Different forms of bank loans

Notes

Companies often have to rely on bank finance

Why does a company maintain liquidity?

  1. The firm needs enough money to function operationally, pay salaries, suppliers.

  2. The firm also needs to minimise the risk that some of its sources of finance will be removed from it.

  3. The firm also needs to provide against the contingency of any sudden movements in cash.

WC and Investments

  1. Working capital

    - working capital is often financed by overdraft - this is a result of lagged payments and receipts and the willingness of businesses to offer credit.

  2. Long-term finance

    - is used for major investments.

Forms of bank loans and overdrafts:

  • Overdraft

     A company, through its current account, can borrow money on a short-term basis up to a certain amount. 

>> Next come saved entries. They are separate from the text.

use std::sync::Arc;

use quiz_core::model::Country;
use services::{CountryApiError, CountrySource, QuizConfig, TickOutcome};

use super::test_harness::{sample_countries, setup_view_harness, setup_view_harness_with_source};
use crate::vm::QuizIntent;

struct FailingCountrySource;

#[async_trait::async_trait]
impl CountrySource for FailingCountrySource {
    async fn fetch_all(&self) -> Result<Vec<Country>, CountryApiError> {
        Err(CountryApiError::HttpStatus(
            reqwest::StatusCode::INTERNAL_SERVER_ERROR,
        ))
    }
}

#[tokio::test(flavor = "current_thread")]
async fn quiz_view_starts_in_loading() {
    let mut harness = setup_view_harness(sample_countries(15), QuizConfig::default());
    harness.rebuild();

    let html = harness.render();
    assert!(
        html.contains("Loading countries"),
        "missing loading state in {html}"
    );
}

#[tokio::test(flavor = "current_thread")]
async fn quiz_view_renders_a_question() {
    let mut harness = setup_view_harness(sample_countries(15), QuizConfig::default());
    harness.rebuild();
    harness.settle().await;

    let html = harness.render();
    assert!(html.contains("0/10 Points"), "missing score badge in {html}");
    assert!(
        html.contains("Which country does this flag belong to?"),
        "missing prompt in {html}"
    );
    assert_eq!(
        html.matches("quiz-option__label").count(),
        4,
        "expected 4 options in {html}"
    );
    assert!(
        html.contains("quiz-marker--filled"),
        "missing progress marker in {html}"
    );
    assert!(html.contains("quiz-flag"), "missing flag image in {html}");
}

#[tokio::test(flavor = "current_thread")]
async fn correct_answer_scores_and_decorates() {
    let mut harness = setup_view_harness(sample_countries(15), QuizConfig::default());
    harness.rebuild();
    harness.settle().await;

    let vm = harness.handles.vm();
    let answer = {
        let guard = vm.read();
        guard.as_ref().unwrap().correct_answer().unwrap()
    };

    harness.handles.dispatch().call(QuizIntent::Select(answer));
    harness.settle().await;

    let html = harness.render();
    assert!(html.contains("1/10 Points"), "score did not move in {html}");
    assert!(
        html.contains("quiz-option--correct"),
        "missing correct decoration in {html}"
    );
    assert!(
        html.contains("quiz-option__marker"),
        "missing reveal marker in {html}"
    );
}

#[tokio::test(flavor = "current_thread")]
async fn wrong_answer_marks_the_selection() {
    let mut harness = setup_view_harness(sample_countries(15), QuizConfig::default());
    harness.rebuild();
    harness.settle().await;

    let vm = harness.handles.vm();
    let wrong = {
        let guard = vm.read();
        let vm_ref = guard.as_ref().unwrap();
        let answer = vm_ref.correct_answer().unwrap();
        vm_ref
            .options()
            .into_iter()
            .map(|option| option.label)
            .find(|label| *label != answer)
            .unwrap()
    };

    harness.handles.dispatch().call(QuizIntent::Select(wrong));
    harness.settle().await;

    let html = harness.render();
    assert!(html.contains("0/10 Points"), "score moved in {html}");
    assert!(
        html.contains("quiz-option--wrong"),
        "missing wrong decoration in {html}"
    );
    assert!(
        html.contains("quiz-option--correct"),
        "correct answer not highlighted in {html}"
    );
}

#[tokio::test(flavor = "current_thread")]
async fn completed_quiz_renders_results_and_play_again_resets() {
    let mut harness = setup_view_harness(sample_countries(15), QuizConfig::default());
    harness.rebuild();
    harness.settle().await;

    let mut vm = harness.handles.vm();
    let quiz_loop = harness.quiz_loop.clone();
    {
        let mut guard = vm.write();
        let vm_ref = guard.as_mut().unwrap();
        while !vm_ref.is_complete() {
            let answer = vm_ref.correct_answer().unwrap();
            assert!(vm_ref.select(&answer));
            vm_ref.advance(&quiz_loop).unwrap();
        }
    }
    harness.settle().await;

    let html = harness.render();
    assert!(
        html.contains("Congrats! You completed the quiz."),
        "missing results panel in {html}"
    );
    assert!(
        html.contains("You answered 10/10 correctly."),
        "missing results score in {html}"
    );
    assert!(html.contains("Play Again"), "missing play again in {html}");

    harness.handles.dispatch().call(QuizIntent::PlayAgain);
    harness.settle().await;

    let html = harness.render();
    assert!(html.contains("0/10 Points"), "score not reset in {html}");
    assert!(
        !html.contains("Congrats"),
        "results still showing in {html}"
    );
}

#[tokio::test(flavor = "current_thread")]
async fn thin_country_list_shows_retry() {
    let mut harness = setup_view_harness(sample_countries(4), QuizConfig::default());
    harness.rebuild();
    harness.settle().await;

    let html = harness.render();
    assert!(
        html.contains("too short"),
        "missing error message in {html}"
    );
    assert!(html.contains("Retry"), "missing retry button in {html}");
}

#[tokio::test(flavor = "current_thread")]
async fn failing_source_shows_retry() {
    let mut harness =
        setup_view_harness_with_source(Arc::new(FailingCountrySource), QuizConfig::default());
    harness.rebuild();
    harness.settle().await;

    let html = harness.render();
    assert!(
        html.contains("load countries"),
        "missing api error message in {html}"
    );
    assert!(html.contains("Retry"), "missing retry button in {html}");
}

#[tokio::test(flavor = "current_thread")]
async fn timed_quiz_shows_the_countdown() {
    let mut harness = setup_view_harness(sample_countries(15), QuizConfig::timed());
    harness.rebuild();
    harness.settle().await;

    let html = harness.render();
    assert!(
        html.contains("quiz-countdown"),
        "missing countdown in {html}"
    );
    assert!(html.contains("3s"), "countdown not at 3 in {html}");
}

#[tokio::test(flavor = "current_thread")]
async fn countdown_timeout_reveals_without_a_selection() {
    let mut harness = setup_view_harness(sample_countries(15), QuizConfig::timed());
    harness.rebuild();
    harness.settle().await;

    let mut vm = harness.handles.vm();
    {
        let mut guard = vm.write();
        let vm_ref = guard.as_mut().unwrap();
        assert_eq!(vm_ref.tick(), TickOutcome::Counting(2));
        assert_eq!(vm_ref.tick(), TickOutcome::Counting(1));
        assert_eq!(vm_ref.tick(), TickOutcome::TimedOut);
    }
    harness.settle().await;

    let html = harness.render();
    assert!(html.contains("0/10 Points"), "score moved in {html}");
    assert!(
        html.contains("quiz-option--correct"),
        "correct answer not highlighted in {html}"
    );
    assert!(
        !html.contains("quiz-option--wrong"),
        "unexpected selection decoration in {html}"
    );
}
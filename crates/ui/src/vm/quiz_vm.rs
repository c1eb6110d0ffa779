use services::{QuizConfig, QuizLoopService, QuizPhase, QuizSession, TickOutcome};

use crate::views::ViewError;

#[derive(Clone, Debug, PartialEq, Eq)]
pub enum QuizIntent {
    Select(String),
    PlayAgain,
}

#[derive(Clone, Copy, Debug, PartialEq, Eq)]
pub enum QuizOutcome {
    Continue,
    Completed,
}

/// How an option button should be decorated during the reveal.
#[derive(Clone, Copy, Debug, PartialEq, Eq)]
pub enum OptionDecoration {
    Plain,
    Correct,
    WrongSelection,
}

#[derive(Clone, Debug, PartialEq, Eq)]
pub struct OptionVm {
    pub label: String,
    pub decoration: OptionDecoration,
    pub selected: bool,
    pub disabled: bool,
}

#[derive(Clone, Copy, Debug, PartialEq, Eq)]
pub struct MarkerVm {
    pub number: usize,
    pub filled: bool,
}

/// Presentation wrapper over the quiz session.
///
/// Everything here is a pure read of session state; the mutating methods are
/// thin forwards so the view never handles session errors directly.
pub struct QuizVm {
    session: QuizSession,
}

impl QuizVm {
    #[must_use]
    pub fn new(session: QuizSession) -> Self {
        Self { session }
    }

    #[must_use]
    pub fn phase(&self) -> QuizPhase {
        self.session.phase()
    }

    #[must_use]
    pub fn config(&self) -> QuizConfig {
        self.session.config()
    }

    #[must_use]
    pub fn score(&self) -> u32 {
        self.session.score()
    }

    #[must_use]
    pub fn total_questions(&self) -> usize {
        self.session.total_questions()
    }

    #[must_use]
    pub fn is_complete(&self) -> bool {
        self.session.is_complete()
    }

    #[must_use]
    pub fn remaining_secs(&self) -> u32 {
        self.session.remaining_secs()
    }

    /// Countdown is only shown while a timed question is accepting answers.
    #[must_use]
    pub fn show_countdown(&self) -> bool {
        self.session.config().timed && self.phase() == QuizPhase::Active
    }

    #[must_use]
    pub fn correct_answer(&self) -> Option<String> {
        self.session
            .current_question()
            .map(|question| question.answer().to_string())
    }

    #[must_use]
    pub fn flag_url(&self) -> Option<String> {
        self.session
            .current_question()
            .map(|question| question.flag_url().as_str().to_string())
    }

    /// One marker per question, filled up to and including the current one.
    #[must_use]
    pub fn markers(&self) -> Vec<MarkerVm> {
        let current = self.session.current_index() + 1;
        (1..=self.session.total_questions())
            .map(|number| MarkerVm {
                number,
                filled: number <= current,
            })
            .collect()
    }

    #[must_use]
    pub fn options(&self) -> Vec<OptionVm> {
        let Some(question) = self.session.current_question() else {
            return Vec::new();
        };
        let revealed = self.session.is_revealed();
        let selected_option = self.session.selected_option();

        question
            .options()
            .iter()
            .map(|option| {
                let selected = selected_option == Some(option.as_str());
                let decoration = if !revealed {
                    OptionDecoration::Plain
                } else if question.is_correct(option) {
                    OptionDecoration::Correct
                } else if selected {
                    OptionDecoration::WrongSelection
                } else {
                    OptionDecoration::Plain
                };
                OptionVm {
                    label: option.clone(),
                    decoration,
                    selected,
                    disabled: revealed,
                }
            })
            .collect()
    }

    /// Submit an answer; returns whether the session accepted it.
    ///
    /// A rejected submission (reveal already showing, quiz over) is a benign
    /// race with the timers, not an error the user should see.
    pub fn select(&mut self, option: &str) -> bool {
        self.session.select_answer(option).is_ok()
    }

    /// Forward one countdown second into the session.
    pub fn tick(&mut self) -> TickOutcome {
        self.session.tick()
    }

    /// Leave the reveal phase. `None` means the advance lost a cancellation
    /// race and nothing changed.
    pub fn advance(&mut self, quiz_loop: &QuizLoopService) -> Option<QuizOutcome> {
        match quiz_loop.advance_current(&mut self.session) {
            Ok(QuizPhase::Complete) => Some(QuizOutcome::Completed),
            Ok(_) => Some(QuizOutcome::Continue),
            Err(_) => None,
        }
    }

    /// Restart on the same question set.
    pub fn play_again(&mut self, quiz_loop: &QuizLoopService) {
        quiz_loop.restart(&mut self.session);
    }
}

/// # Errors
///
/// Maps service failures into a `ViewError` the quiz page can render.
pub async fn start_quiz(quiz_loop: &QuizLoopService) -> Result<QuizVm, ViewError> {
    let session = quiz_loop.start_quiz().await.map_err(ViewError::from)?;
    Ok(QuizVm::new(session))
}
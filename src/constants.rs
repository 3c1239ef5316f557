//! Engine-wide numeric constants. Kept in one place so search, board and the
//! transposition table agree on the same bounds.

pub const PLY_MAX: usize = 128;
pub const DEPTH_MAX: i32 = 64;
pub const VALUE_MIN: i32 = -32767;
pub const VALUE_MAX: i32 = 32767;
pub const MATE: i32 = 30000;
pub const EVAL_MIN: i32 = -10000;
pub const EVAL_MAX: i32 = 10000;
pub const HISTORY_MAX: usize = 1024;
pub const TT_BUCKETS: usize = 500_000;
pub const TT_WAYS: usize = 4;
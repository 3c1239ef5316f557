//! Transposition table: fixed bucket count, four ways per bucket, keyed by
//! Zobrist hash modulo bucket count.

use crate::constants::{EVAL_MAX, EVAL_MIN, TT_BUCKETS, TT_WAYS};
use crate::moves::types::Move;

#[derive(Debug, Clone, Copy, PartialEq, Eq)]
pub enum Bound {
    Upper,
    Lower,
    Exact,
}

#[derive(Clone, Copy)]
pub struct TTEntry {
    pub key: u64,
    pub depth: i32,
    pub value: i32,
    pub best_move: Option<Move>,
    pub generation: u8,
    pub bound: Bound,
}

impl TTEntry {
    fn empty() -> Self {
        TTEntry {
            key: 0,
            depth: -1,
            value: 0,
            best_move: None,
            generation: 0,
            bound: Bound::Exact,
        }
    }

    fn is_empty(&self) -> bool {
        self.key == 0
    }
}

/// Mate scores are stored relative to the mated node, not the root; shift
/// them in and out of the table by the current ply.
pub fn adjust_for_table(value: i32, ply: i32) -> i32 {
    if value > EVAL_MAX {
        value + ply
    } else if value < EVAL_MIN {
        value - ply
    } else {
        value
    }
}

pub fn adjust_for_search(value: i32, ply: i32) -> i32 {
    if value > EVAL_MAX {
        value - ply
    } else if value < EVAL_MIN {
        value + ply
    } else {
        value
    }
}

fn usable(entry: &TTEntry, alpha: i32, beta: i32) -> bool {
    match entry.bound {
        Bound::Upper => entry.value <= alpha,
        Bound::Lower => entry.value >= beta,
        Bound::Exact => entry.value <= alpha || entry.value >= beta,
    }
}

pub struct TranspositionTable {
    buckets: Vec<[TTEntry; TT_WAYS]>,
    generation: u8,
}

impl TranspositionTable {
    pub fn new(bucket_count: usize) -> Self {
        TranspositionTable {
            buckets: vec![[TTEntry::empty(); TT_WAYS]; bucket_count.max(1)],
            generation: 0,
        }
    }

    pub fn with_default_size() -> Self {
        Self::new(TT_BUCKETS)
    }

    fn bucket_index(&self, key: u64) -> usize {
        (key as usize) % self.buckets.len()
    }

    pub fn new_search(&mut self) {
        self.generation = self.generation.wrapping_add(1);
    }

    pub fn clear(&mut self) {
        for bucket in self.buckets.iter_mut() {
            *bucket = [TTEntry::empty(); TT_WAYS];
        }
        self.generation = 0;
    }

    /// Returns the first entry whose key matches and whose depth is at least
    /// `required_depth`, usable against `(alpha, beta)`. Bumps its
    /// generation on hit.
    pub fn probe(&mut self, key: u64, required_depth: i32, alpha: i32, beta: i32) -> Option<TTEntry> {
        let idx = self.bucket_index(key);
        let generation = self.generation;
        for entry in self.buckets[idx].iter_mut() {
            if entry.key == key && entry.depth >= required_depth {
                entry.generation = generation;
                if usable(entry, alpha, beta) {
                    return Some(*entry);
                }
            }
        }
        None
    }

    /// Best move recorded for `key`, regardless of whether its depth or
    /// bound would make it usable for the current window — used only as an
    /// ordering hint.
    pub fn best_move_hint(&self, key: u64) -> Option<Move> {
        let idx = self.bucket_index(key);
        self.buckets[idx]
            .iter()
            .find(|e| e.key == key && !e.is_empty())
            .and_then(|e| e.best_move)
    }

    pub fn store(&mut self, key: u64, depth: i32, value: i32, ply: i32, bound: Bound, best_move: Option<Move>) {
        let idx = self.bucket_index(key);
        let generation = self.generation;
        let stored_value = adjust_for_table(value, ply);

        if let Some(slot) = self.buckets[idx].iter_mut().find(|e| e.key == key) {
            let kept_move = best_move.or(slot.best_move);
            *slot = TTEntry {
                key,
                depth,
                value: stored_value,
                best_move: kept_move,
                generation,
                bound,
            };
            return;
        }

        let replace_idx = (0..TT_WAYS)
            .max_by_key(|&i| {
                let e = &self.buckets[idx][i];
                (generation.wrapping_sub(e.generation), -e.depth)
            })
            .unwrap_or(0);
        self.buckets[idx][replace_idx] = TTEntry {
            key,
            depth,
            value: stored_value,
            best_move,
            generation,
            bound,
        };
    }
}

#[cfg(test)]
mod tests {
    use super::*;
    use crate::square::{square_of, Color, Piece, PieceType};

    fn sample_move() -> Move {
        Move::quiet(Piece::new(Color::White, PieceType::Pawn), square_of(5, 2), square_of(5, 4))
    }

    #[test]
    fn store_then_probe_round_trips() {
        let mut tt = TranspositionTable::new(16);
        tt.store(42, 5, 100, 0, Bound::Exact, Some(sample_move()));
        let entry = tt.probe(42, 5, -1000, 100).expect("exact entry at value >= beta is usable");
        assert_eq!(entry.value, 100);
        assert_eq!(entry.best_move, Some(sample_move()));
    }

    #[test]
    fn mate_score_adjusts_round_trip() {
        let raw = 29990;
        let table_value = adjust_for_table(raw, 3);
        assert_eq!(adjust_for_search(table_value, 3), raw);
    }

    #[test]
    fn preserves_best_move_when_store_omits_it() {
        let mut tt = TranspositionTable::new(16);
        tt.store(7, 3, 10, 0, Bound::Upper, Some(sample_move()));
        tt.store(7, 4, 20, 0, Bound::Upper, None);
        assert_eq!(tt.best_move_hint(7), Some(sample_move()));
    }

    /// With a full bucket, the stale-generation slot must be evicted, never
    /// one of the entries just stored this search. `Bound::Lower` entries are
    /// usable against any window with `beta` at or below the stored value, so
    /// probing with a low fixed `beta` isolates eviction from usability.
    #[test]
    fn replacement_evicts_the_oldest_generation_not_the_freshest() {
        let mut tt = TranspositionTable::new(1);

        // Generation 0: one entry that will go stale.
        tt.store(100, 2, 1, 0, Bound::Lower, None);

        // Advance to generation 1 and fill the remaining three ways.
        tt.new_search();
        tt.store(200, 2, 2, 0, Bound::Lower, None);
        tt.store(300, 2, 3, 0, Bound::Lower, None);
        tt.store(400, 2, 4, 0, Bound::Lower, None);

        // Bucket (size 1, so every key maps to it) is now full across two
        // generations. One more store must evict key 100, not one of the
        // three just-written current-generation entries.
        tt.store(500, 2, 5, 0, Bound::Lower, None);

        assert!(tt.probe(500, 2, -1000, 0).is_some(), "new entry must have been stored");
        assert!(tt.probe(200, 2, -1000, 0).is_some(), "current-generation entry must survive");
        assert!(tt.probe(300, 2, -1000, 0).is_some(), "current-generation entry must survive");
        assert!(tt.probe(400, 2, -1000, 0).is_some(), "current-generation entry must survive");
        assert!(tt.probe(100, 2, -1000, 0).is_none(), "stale-generation entry must have been evicted");
    }

    /// Among same-generation entries, the shallowest depth loses the tie.
    #[test]
    fn replacement_tiebreaks_same_generation_by_shallowest_depth() {
        let mut tt = TranspositionTable::new(1);
        tt.store(1, 8, 1, 0, Bound::Lower, None);
        tt.store(2, 2, 2, 0, Bound::Lower, None);
        tt.store(3, 6, 3, 0, Bound::Lower, None);
        tt.store(4, 4, 4, 0, Bound::Lower, None);

        tt.store(5, 10, 5, 0, Bound::Lower, None);

        assert!(tt.probe(2, 2, -1000, 0).is_none(), "shallowest same-generation entry must be evicted");
        assert!(tt.probe(1, 8, -1000, 0).is_some());
        assert!(tt.probe(3, 6, -1000, 0).is_some());
        assert!(tt.probe(4, 4, -1000, 0).is_some());
    }
}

    Overdrafts are repayable on demand.

  • Term loan

    The customer borrows a fixed amount and pays it back with interest over a period or at the end of it.

  • Committed facility

    The bank undertakes to make a stipulated amount available to a borrower, on demand.

  • A revolving facility

    Is a facility that is renewed after a set period. 

    Once the customer has repaid the amount, the customer can borrow again.

  • Uncommitted facility 

    The bank can lend the borrower a specified sum. 

    The only purpose of this is that all the paperwork has been done up front.

     The bank has no obligation to lend.